Julia Margaret Cameron (1815-79), as the show blurb tells us, used technical limitations and faults to harness the photograph’s power. She aimed to make pleasing pictures “to startle the eye with wonder and delight”.
It is strange that even though I only became aware of this photographer less than a year ago, her work already looks clichéd to me. It may just be that it is so distinctive. Much of the work draws on the pictorial language of Renaissance and pre-Raphaelite art, which is like a sugary snack – immediately appealing but quickly becomes too much to stomach. One can only be bothered with a small number of adorable cupids and angels.
Cameron is generally considered to be one of the pioneers of photography in the sense that she helped to establish it as an art form. We discover that the painter GF Watts encouraged Cameron to “view herself not merely as a copyist of reality but as an artist harnessing photography’s expressive power.”
The exhibition made reference to the fact that there was a suggestion at the time of Cameron having a congenital problem with her eyesight leading to the lack of focus but this idea seems to have been largely dismissed. Luckily, despite much criticism at the time, she carried on regardless: “What is focus and who has the right to say what focus is legitimate focus?”
There is a marked difference to the look and feel of this show, compared with Soth’s Gathered Leaves in the rooms next door. This is much more traditional and reference-heavy.

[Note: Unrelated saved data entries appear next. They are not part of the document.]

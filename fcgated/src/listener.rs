use crate::balancer::BalancerError;
use crate::fastcgi::FastCgiError;
use crate::handler::ConnInfo;
use crate::http::local_response::status_response;
use crate::http::server::{http1_connection, serve_http1};
use crate::runtime::Runtime;
use anyhow::{Context, Result};
use hyper::service::service_fn;
use hyper::{Body, Request, Response, StatusCode};
use metrics::counter;
use std::convert::Infallible;
use std::net::SocketAddr;
use std::sync::Arc;
use tokio::net::TcpListener;
use tokio::sync::Semaphore;
use tracing::{debug, info, warn};

pub const REQUESTS_METRIC: &str = "fcgate_requests_total";

pub async fn bind(listen: &str) -> Result<TcpListener> {
    let addr: SocketAddr = listen
        .parse()
        .with_context(|| format!("invalid server.listen: {}", listen))?;
    TcpListener::bind(addr)
        .await
        .with_context(|| format!("failed to bind {}", addr))
}

/// Accepts downstream connections until the listener fails, serving each on
/// its own task. At most `server.max_connections` are served at once.
pub async fn run(listener: TcpListener, runtime: Runtime) -> Result<()> {
    let max_connections = runtime.state().config.server.max_connections.max(1);
    let permits = Arc::new(Semaphore::new(max_connections));
    info!(
        listen = %listener.local_addr()?,
        max_connections,
        "http listener ready"
    );
    loop {
        let permit = permits
            .clone()
            .acquire_owned()
            .await
            .context("connection semaphore closed")?;
        let (stream, remote_addr) = match listener.accept().await {
            Ok(accepted) => accepted,
            Err(err) => {
                warn!(error = ?err, "accept failed");
                continue;
            }
        };
        let _ = stream.set_nodelay(true);
        let conn = ConnInfo {
            remote_addr: Some(remote_addr),
            local_addr: stream.local_addr().ok(),
            tls: false,
        };
        let runtime = runtime.clone();
        tokio::spawn(async move {
            let _permit = permit;
            let http = http1_connection(&runtime.state().config.server);
            let service = service_fn(move |req| handle_request(req, runtime.clone(), conn));
            if let Err(err) = serve_http1(stream, service, http).await {
                debug!(error = ?err, remote = %remote_addr, "connection ended with error");
            }
        });
    }
}

/// Dispatches one request to the root service of the current state.
pub async fn handle_request(
    req: Request<Body>,
    runtime: Runtime,
    conn: ConnInfo,
) -> Result<Response<Body>, Infallible> {
    let state = runtime.state();
    let method = req.method().clone();
    let path = req.uri().path().to_string();
    let response = match state.services.root().serve(req, conn).await {
        Ok(response) => response,
        Err(err) => {
            let status = status_for_error(&err);
            warn!(
                error = %format!("{err:#}"),
                status = status.as_u16(),
                method = %method,
                path = %path,
                service = state.services.root_name(),
                "request failed"
            );
            status_response(status)
        }
    };
    counter!(REQUESTS_METRIC, "status" => response.status().as_u16().to_string()).increment(1);
    Ok(response)
}

/// Status code for a failed dispatch.
pub fn status_for_error(err: &anyhow::Error) -> StatusCode {
    for cause in err.chain() {
        if cause.downcast_ref::<BalancerError>().is_some() {
            return StatusCode::INTERNAL_SERVER_ERROR;
        }
        if let Some(fcgi) = cause.downcast_ref::<FastCgiError>() {
            return match fcgi {
                FastCgiError::AcquireTimeout(..) => StatusCode::SERVICE_UNAVAILABLE,
                err if err.is_timeout() => StatusCode::GATEWAY_TIMEOUT,
                _ => StatusCode::BAD_GATEWAY,
            };
        }
    }
    StatusCode::BAD_GATEWAY
}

The captions by the images are much longer and include more technical detail. The vitrines feature equipment and historical documents. There is no unfolding narrative, no direction to consume the images in a particular order.
The subtext, as – it seems – always, with Cameron is defensive. A justification for why she really IS important and remarkable and contextualization to ensure we fully understand how ground-breaking this work was at the time. As Patricia Holland observes, Cameron “embraced and transcended Victorian romanticism”. 
On one level the style is quite appealing to me. I like the dreaminess, the textures, the flaws. Many of the images are calm, serene and sunny; some are melancholic. Cameron certainly had an eye for the right models. Her upper middle-class circle also assisted as she was acquainted with many well-known artists, writers and intellectuals such Darwin, John Herschel and Tennyson. The placid, sculptural faces stare back at us or look away from the camera to allow us to admire their gentle poses. The photographer’s niece, who is the subject of her “favourite picture ever”, holds our gaze with an intensity which would have been extremely rare in 1867 by contemporary standards. The captions explain that these images “subvert the stereo-typical representation of women in the Victorian period”.
Graham Clarke explores this aspect further, talking about the codes affecting how and what is being photographed during the early days of portrait photography and marked differences between how Cameron depicts men and women. 
I will be looking at this in much more depth as the course continues.
These are, no doubt, excellent portraits and they have a timelessness which suggests to me that she achieved her goal of revealing “the greatness of the inner and as well as the features of the outer man” (and woman).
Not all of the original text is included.